Now, more than 15 years after being convicted of murdering his wife and their 12-year-old adopted son, Mr. Williams has been put to death by lethal injection in Columbia, S.C. After exhausting appeals in his case, Mr. Williams' final punishment came last Friday.
I became familiar with the 56-year-old Mr. Williams back in June 1991 when the Evans man became the prime suspect in his family's senseless killings. At the time, I worked as news editor of The Columbia County News-Times, back when Phil Blanchard and his family owned the newspaper.
The bodies of Mr. Williams' wife, Linda, and their son, Shaun, had been found in the family's van in a wooded area of Sumter National Forest in Edgefield County, S.C. Their bodies had been doused in gasoline and their van set afire. The front-end of the van was found against a small tree. It had been staged to look as though Mrs. Williams, a paraprofessional with the Columbia County School System, had wrecked with the van subsequently catching fire.

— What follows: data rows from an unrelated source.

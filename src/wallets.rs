//! Wallet reconciliation and the delayed refresh scheduler
//!
//! Reconciliation exists to defeat staleness: it always does a full wallet
//! fetch from the backend, never a cache read, because the caller is about
//! to make a balance-sensitive decision. Callers holding `Token` values
//! must rebind them against the returned wallet by structural key - the
//! backend's `id` field is not stable for tokens added client-side.
//!
//! The refresher owns the post-swap delayed update: settlement on the
//! backend is asynchronous, so a successful submission arms a timer (~50 s)
//! that re-fetches the wallet once the balances have had time to move.

use std::sync::atomic::{AtomicBool, Ordering};
use std::sync::{Arc, Mutex};
use std::time::Duration;
use tokio::sync::RwLock;
use tokio::task::JoinHandle;
use tokio::time::Instant;

use crate::api::WalletBackend;
use crate::errors::{SwapError, SwapResult};
use crate::logger::{self, LogTag};
use crate::types::{Token, Wallet};

// =============================================================================
// RECONCILIATION
// =============================================================================

pub struct WalletReconciler {
    backend: Arc<dyn WalletBackend>,
}

impl WalletReconciler {
    pub fn new(backend: Arc<dyn WalletBackend>) -> Self {
        Self { backend }
    }

    /// Fetch the authoritative wallet state. Always a full backend call.
    pub async fn reconcile(&self, wallet_id: &str) -> SwapResult<Wallet> {
        let wallets = self.backend.get_wallets().await?;
        let wallet = wallets
            .into_iter()
            .find(|w| w.id == wallet_id)
            .ok_or_else(|| SwapError::WalletNotFound(wallet_id.to_string()))?;
        logger::debug(
            LogTag::Wallet,
            &format!(
                "Reconciled wallet {} ({} tokens)",
                wallet.id,
                wallet.tokens.len()
            ),
        );
        Ok(wallet)
    }
}

/// Rebind a held token to its entry in a freshly reconciled wallet. Falls
/// back to the held copy when the wallet no longer lists the asset (the
/// caller decides whether that is an error).
pub fn rebind<'a>(wallet: &'a Wallet, token: &'a Token) -> &'a Token {
    wallet.find_token(&token.key()).unwrap_or(token)
}

// =============================================================================
// DELAYED REFRESH
// =============================================================================

/// Keeps the shared active-wallet snapshot current. Refreshes are spaced at
/// least `min_spacing` apart and never overlap; the delayed variant is a
/// resettable timer, so re-arming cancels the previous schedule.
pub struct WalletRefresher {
    reconciler: Arc<WalletReconciler>,
    wallet: Arc<RwLock<Wallet>>,
    min_spacing: Duration,
    last_refresh: Mutex<Option<Instant>>,
    refreshing: AtomicBool,
    pending: Mutex<Option<JoinHandle<()>>>,
}

impl WalletRefresher {
    pub fn new(
        reconciler: Arc<WalletReconciler>,
        wallet: Arc<RwLock<Wallet>>,
        min_spacing: Duration,
    ) -> Self {
        Self {
            reconciler,
            wallet,
            min_spacing,
            last_refresh: Mutex::new(None),
            refreshing: AtomicBool::new(false),
            pending: Mutex::new(None),
        }
    }

    /// Refresh the snapshot now, unless one is already running or the last
    /// one was too recent. Failures are logged and swallowed: the snapshot
    /// keeps its last good state.
    pub async fn refresh_now(&self) {
        if self.refreshing.swap(true, Ordering::SeqCst) {
            return;
        }

        let due = {
            let last = self.last_refresh.lock().unwrap_or_else(|p| p.into_inner());
            match *last {
                Some(at) => at.elapsed() >= self.min_spacing,
                None => true,
            }
        };

        if due {
            let wallet_id = self.wallet.read().await.id.clone();
            match self.reconciler.reconcile(&wallet_id).await {
                Ok(fresh) => {
                    *self.wallet.write().await = fresh;
                    let mut last =
                        self.last_refresh.lock().unwrap_or_else(|p| p.into_inner());
                    *last = Some(Instant::now());
                    logger::debug(LogTag::Wallet, "Wallet snapshot refreshed");
                }
                Err(e) => {
                    logger::warning(
                        LogTag::Wallet,
                        &format!("Wallet refresh failed, keeping snapshot: {}", e),
                    );
                }
            }
        }

        self.refreshing.store(false, Ordering::SeqCst);
    }

    /// Arm a one-shot refresh after `delay`, replacing any pending one
    pub fn schedule_after(self: &Arc<Self>, delay: Duration) {
        let refresher = Arc::clone(self);
        let handle = tokio::spawn(async move {
            tokio::time::sleep(delay).await;
            refresher.refresh_now().await;
        });
        let previous = {
            let mut pending = self.pending.lock().unwrap_or_else(|p| p.into_inner());
            pending.replace(handle)
        };
        if let Some(previous) = previous {
            previous.abort();
        }
        logger::debug(
            LogTag::Wallet,
            &format!("Wallet refresh scheduled in {}s", delay.as_secs()),
        );
    }

    /// Drop a pending delayed refresh without running it
    pub fn cancel_pending(&self) {
        let previous = {
            let mut pending = self.pending.lock().unwrap_or_else(|p| p.into_inner());
            pending.take()
        };
        if let Some(previous) = previous {
            previous.abort();
        }
    }
}

impl Drop for WalletRefresher {
    fn drop(&mut self) {
        let previous = {
            let mut pending = self.pending.lock().unwrap_or_else(|p| p.into_inner());
            pending.take()
        };
        if let Some(previous) = previous {
            previous.abort();
        }
    }
}
use clap::Parser;

mod cli;
mod config;
mod report;
mod settings;
mod types;
mod validation;
mod validation_log;

use cli::Cli;

fn main() {
    let cli = Cli::parse();

    // stdout carries the hook protocol, so diagnostics go to stderr
    let default_level = if cli.verbose() { "debug" } else { "warn" };
    tracing_subscriber::fmt()
        .with_env_filter(
            tracing_subscriber::EnvFilter::try_from_env("DATAHOOK_LOG")
                .unwrap_or_else(|_| tracing_subscriber::EnvFilter::new(default_level)),
        )
        .with_writer(std::io::stderr)
        .init();

    let name = cli.command_name();
    if let Err(e) = cli.run() {
        eprintln!("datahook {}: {:#}", name, e);
        std::process::exit(1);
    }
}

Evidence at the scene revealed something much different. And it didn't take former Edgefield County Sheriff Billy Parker, or his lead Investigator Don Bullock, long to determine that for themselves. Having been longtime friends with Sheriff Parker, I too, went to the scene. The sheriff allowed me to take close-up photographs of the van and to ask him and the investigator a series of questions about who could have committed such a crime.
The case also was being worked in Georgia by the Columbia County Sheriff's Department - the late Investigator Gary Palmer and former Investigator Capt. John Cook spearheading the probe. A host of other investigators from that agency also worked the case and were puzzled as to what happened.
Working together with South Carolina lawmen, they were determined to find the person responsible. Countless hours of investigation went into the case. Finally, they were able to gather enough evidence to secure murder warrants for Mr. Williams' arrest.
During the hours of interrogation by authorities, Mr. Williams never once broke down, nor did he ever confess to the killings.
His non-emotional state was always a dead give-away to me. So was the fact that he never granted me an interview about his family. Prior to his arrest, I attempted a half a dozen times to get him to talk about what had happened and who could have done this to his family.
During his trial, it was discovered that he had killed his family simply out of greed. He was hoping to collect on a hefty insurance policy. If he was not pleased with his marriage, he should have just left his family. Luke Williams didn't have to kill them.